(Your assignment) Every line below that holds the string "async" must be copied.

[Collected data entries]
○ ○ ○ ○ ○

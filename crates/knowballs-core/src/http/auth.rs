use axum::{
    Form, Json,
    extract::{Query, State},
    http::StatusCode,
    response::{IntoResponse, Redirect, Response},
};
use axum_extra::extract::cookie::CookieJar;
use serde::Deserialize;
use serde_json::json;
use tracing::{debug, error, info, warn};
use uuid::Uuid;

use crate::{
    auth::{AuthError, Credentials, EmailOtpType, SignUpOptions},
    session::SessionContext,
    types::UserPublicView,
};

use super::AppState;

const MISSING_CREDENTIALS: &str = "Email and password are required";
const UNEXPECTED_FAILURE: &str = "An unexpected error occurred";

#[derive(Debug, Default, Deserialize)]
pub struct CredentialsForm {
    #[serde(default)]
    email: String,
    #[serde(default)]
    password: String,
}

impl CredentialsForm {
    fn into_credentials(self) -> Option<Credentials> {
        if self.email.is_empty() || self.password.is_empty() {
            return None;
        }
        Some(Credentials {
            email: self.email,
            password: self.password,
        })
    }
}

#[derive(Debug, Deserialize)]
pub struct CallbackParams {
    code: Option<String>,
    next: Option<String>,
}

#[derive(Debug, Deserialize)]
pub struct ConfirmParams {
    token_hash: Option<String>,
    #[serde(rename = "type")]
    otp_type: Option<String>,
    next: Option<String>,
}

pub async fn login(
    State(state): State<AppState>,
    jar: CookieJar,
    Form(form): Form<CredentialsForm>,
) -> Response {
    let Some(credentials) = form.into_credentials() else {
        return redirect_with_error("/login", MISSING_CREDENTIALS).into_response();
    };

    match state.auth.sign_in_with_password(&credentials).await {
        Ok(session) => {
            let mut sessions = state.sessions(jar, SessionContext::Api);
            sessions.store(&session);
            info!("user signed in");
            (sessions.into_jar(), Redirect::to("/")).into_response()
        }
        Err(error) => redirect_with_error("/login", &user_message(error, "sign-in")).into_response(),
    }
}

pub async fn signup(
    State(state): State<AppState>,
    jar: CookieJar,
    Form(form): Form<CredentialsForm>,
) -> Response {
    let Some(credentials) = form.into_credentials() else {
        return redirect_with_error("/signup", MISSING_CREDENTIALS).into_response();
    };

    let code_verifier = format!("{}{}", Uuid::new_v4().simple(), Uuid::new_v4().simple());
    let options = SignUpOptions {
        email_redirect_to: format!("{}/auth/callback", state.site_url),
        code_verifier: Some(code_verifier.clone()),
    };

    match state.auth.sign_up(&credentials, &options).await {
        Ok(session) => {
            let mut sessions = state.sessions(jar, SessionContext::Api);
            sessions.store_code_verifier(&code_verifier);
            if let Some(session) = session {
                sessions.store(&session);
            }
            info!("user signed up; awaiting email confirmation");
            (sessions.into_jar(), Redirect::to("/check-email")).into_response()
        }
        Err(error) => redirect_with_error("/signup", &user_message(error, "sign-up")).into_response(),
    }
}

pub async fn signout(State(state): State<AppState>, jar: CookieJar) -> Response {
    let mut sessions = state.sessions(jar, SessionContext::Api);
    if let Some(access_token) = sessions.access_token() {
        match state.auth.sign_out(&access_token).await {
            Ok(()) => info!("user signed out"),
            Err(error) => warn!(?error, "auth service sign-out failed; clearing cookies anyway"),
        }
    }
    sessions.clear();
    (sessions.into_jar(), Redirect::to("/login")).into_response()
}

pub async fn check(State(state): State<AppState>, jar: CookieJar) -> Response {
    let mut sessions = state.sessions(jar, SessionContext::Api);
    if sessions.access_token().is_none() {
        return (
            StatusCode::UNAUTHORIZED,
            Json(json!({ "authenticated": false, "message": "No active session found" })),
        )
            .into_response();
    }

    let (status, body) = match sessions.authenticate(state.auth.as_ref()).await {
        Ok(Some(user)) => (
            StatusCode::OK,
            json!({ "authenticated": true, "user": UserPublicView::from(&user) }),
        ),
        Ok(None) => (
            StatusCode::UNAUTHORIZED,
            json!({ "authenticated": false, "error": "Invalid or expired session" }),
        ),
        Err(error) => {
            error!(?error, "authentication check failed");
            (
                StatusCode::INTERNAL_SERVER_ERROR,
                json!({
                    "authenticated": false,
                    "error": "Internal server error during authentication check",
                }),
            )
        }
    };
    (sessions.into_jar(), (status, Json(body))).into_response()
}

pub async fn callback(
    State(state): State<AppState>,
    jar: CookieJar,
    Query(params): Query<CallbackParams>,
) -> Response {
    let Some(code) = params.code.filter(|code| !code.is_empty()) else {
        debug!("auth callback without code");
        return Redirect::temporary("/").into_response();
    };

    let mut sessions = state.sessions(jar, SessionContext::Api);
    let code_verifier = sessions.code_verifier();
    let target = match state
        .auth
        .exchange_code_for_session(&code, code_verifier.as_deref())
        .await
    {
        Ok(session) => {
            sessions.store(&session);
            sessions.clear_code_verifier();
            info!("auth code exchanged for session");
            safe_next(params.next.as_deref())
        }
        Err(error) => {
            warn!(?error, "auth code exchange failed");
            "/error".to_owned()
        }
    };
    (sessions.into_jar(), Redirect::temporary(&target)).into_response()
}

pub async fn confirm(
    State(state): State<AppState>,
    jar: CookieJar,
    Query(params): Query<ConfirmParams>,
) -> Response {
    let token_hash = params.token_hash.filter(|hash| !hash.is_empty());
    let otp_type = params.otp_type.as_deref().and_then(EmailOtpType::parse);
    let (Some(token_hash), Some(otp_type)) = (token_hash, otp_type) else {
        debug!("email confirmation without usable token");
        return Redirect::temporary("/error").into_response();
    };

    let mut sessions = state.sessions(jar, SessionContext::Api);
    let target = match state.auth.verify_otp(&token_hash, otp_type).await {
        Ok(session) => {
            sessions.store(&session);
            info!(otp_type = otp_type.as_str(), "email token verified");
            safe_next(params.next.as_deref())
        }
        Err(error) => {
            warn!(?error, otp_type = otp_type.as_str(), "email token verification failed");
            "/error".to_owned()
        }
    };
    (sessions.into_jar(), Redirect::temporary(&target)).into_response()
}

fn user_message(error: AuthError, action: &str) -> String {
    match error {
        AuthError::Rejected(message) => {
            debug!(%message, action, "auth service rejected request");
            message
        }
        AuthError::Expired => error.to_string(),
        AuthError::Service(source) => {
            error!(error = ?source, action, "auth service call failed");
            UNEXPECTED_FAILURE.to_owned()
        }
    }
}

fn redirect_with_error(path: &str, message: &str) -> Redirect {
    Redirect::to(&format!("{path}?error={}", urlencoding::encode(message)))
}

/// Same-site absolute paths only; anything else lands on the home page.
fn safe_next(next: Option<&str>) -> String {
    match next {
        Some(path) if path.starts_with('/') && !path.starts_with("//") && !path.contains('\\') => {
            path.to_owned()
        }
        _ => "/".to_owned(),
    }
}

○ ○ ○ ○ ○

(Task result)
pub async fn login(
pub async fn signup(
pub async fn signout(State(state): State<AppState>, jar: CookieJar) -> Response {
pub async fn check(State(state): State<AppState>, jar: CookieJar) -> Response {
pub async fn callback(
pub async fn confirm(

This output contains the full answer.